Site-selective functionalisation of antibody Glycans for biomedical applications

PhD thesis defended by Léa CHARTIER (Prof. Stéphane VINCENT) - 01/07/2022



Prof. Stéphane VINCENT, UNamur, Department of chemistry, Laboratory of bio-organic chemistry (CBO) 

  • Prof. Carine MICHIELS (département de biologie, UNamur), présidente
  • Prof. Stéphane VINCENT (département de chimie, UNamur), promoteur et secrétaire
  • Dr Riccardo MAREGA (CER Groupe), co-promoteur
  • Prof. Xavier DE BOLLE (département de biologie, UNamur)
  • Dr Yann GUÉRARDEL (unité de glycobiologie structurale et fonctionnelle, Université de Lille/CNRS)
  • Prof. Patrice SOUMILLION (Louvain Institute of Biomolecular Science and Technology, UCLouvain)

Antibodies (Abs) can be usually functionalised with molecular probes, drugs or fluorophores by stochastic conjugation protocols involving cysteine or lysine residues naturally present on the polypepetide framework. These modifications give novel properties such as functions or reactivity useful for diagnostic or therapeutic purposes. Nevertheless, these stochastic protocols lead to antibody batches that are heterogeneous in terms of number and spacial distribution of the payloads. Moreover, the resulting Abs are known to have lower activity compare to their unmodified counterparts. Indeed, the stochastic functionalisation can occur on the variable regions, which are located in the functional site responsible for the antigen recognition. This is why it is interesting to use site-selective antibody modifications, which are known to retain high structural homogeneity, biological activity, and a control of the degree of labelling. Abs functionalised by these approaches are ideal tools for diagnostic and therapeutic uses.

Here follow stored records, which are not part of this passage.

//! Pass failure type.

use irview_core::{CoreError, NodeId};
use thiserror::Error;

/// Errors surfaced by graph passes.
#[derive(Debug, Error)]
pub enum PassError {
    /// A pass matched a node pattern whose surroundings violate the
    /// pattern's structural assumptions. The graph is left in whatever
    /// partially rewritten state the pass reached.
    #[error("pass {pass}: unexpected graph shape at node {node}: {reason}")]
    UnexpectedGraphShape {
        pass: &'static str,
        node: NodeId,
        reason: String,
    },

    /// A node or edge lookup failed; indicates a pass bug, since passes
    /// only follow ids obtained from the graph itself.
    #[error(transparent)]
    Core(#[from] CoreError),
}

Among the most widely used sites for site-selective antibody modification, the N-glycan moiety on the Fc region is attracting increasing interest.

In this contest, this thesis proposes a new protocol for the modification of antibody N-glycans, which aims to be as universal as possible (e.g applicable to a broad range of mammalian Abs). To that end, the glycosylation profile of many Abs from different species was analysed using complementary techniques including HRMS. Both F(6)M3 and F(6)A2 common glycoforms were found aboundant and selected for further functionalisation. The F(6)M3 glycan was obtained by the action of several hydrolases and the reaction was optimized to a yield of over 80 %. The modified N-acetylglucosamine (GlcNAc) with an azide group (GlcNAz) was added to both glycoforms thanks to glycosyltransferases MGAT1 and MGAT3, respectively. The reaction was particularly optimized on F(6)A2 to obtained the F(6)A2BGlcNAz bisecting glycan with 82 % yield. Methods were developed to functionalise and purify this Ab, and its activity was quantified through the determination of the ImmunoReactive Fraction (IRF). These values were compared with Abs modified by commercial kits allowing site-selective N-glycan biotinylation and with Abs with a payload (juorophore, biotin) added in a stochastic manner. The results of these experiments show that the proposed glycan modification induces IRF higher than the ones of stochastically modified Abs, and comparable to that of the unmodified Abs. Furthermore, the procedure has a yield and an easiness of implementation comparable to the procedure required by the commercial kits. These results are very encouraging for future development of this technology and the related diagnostic and therapeutic applications.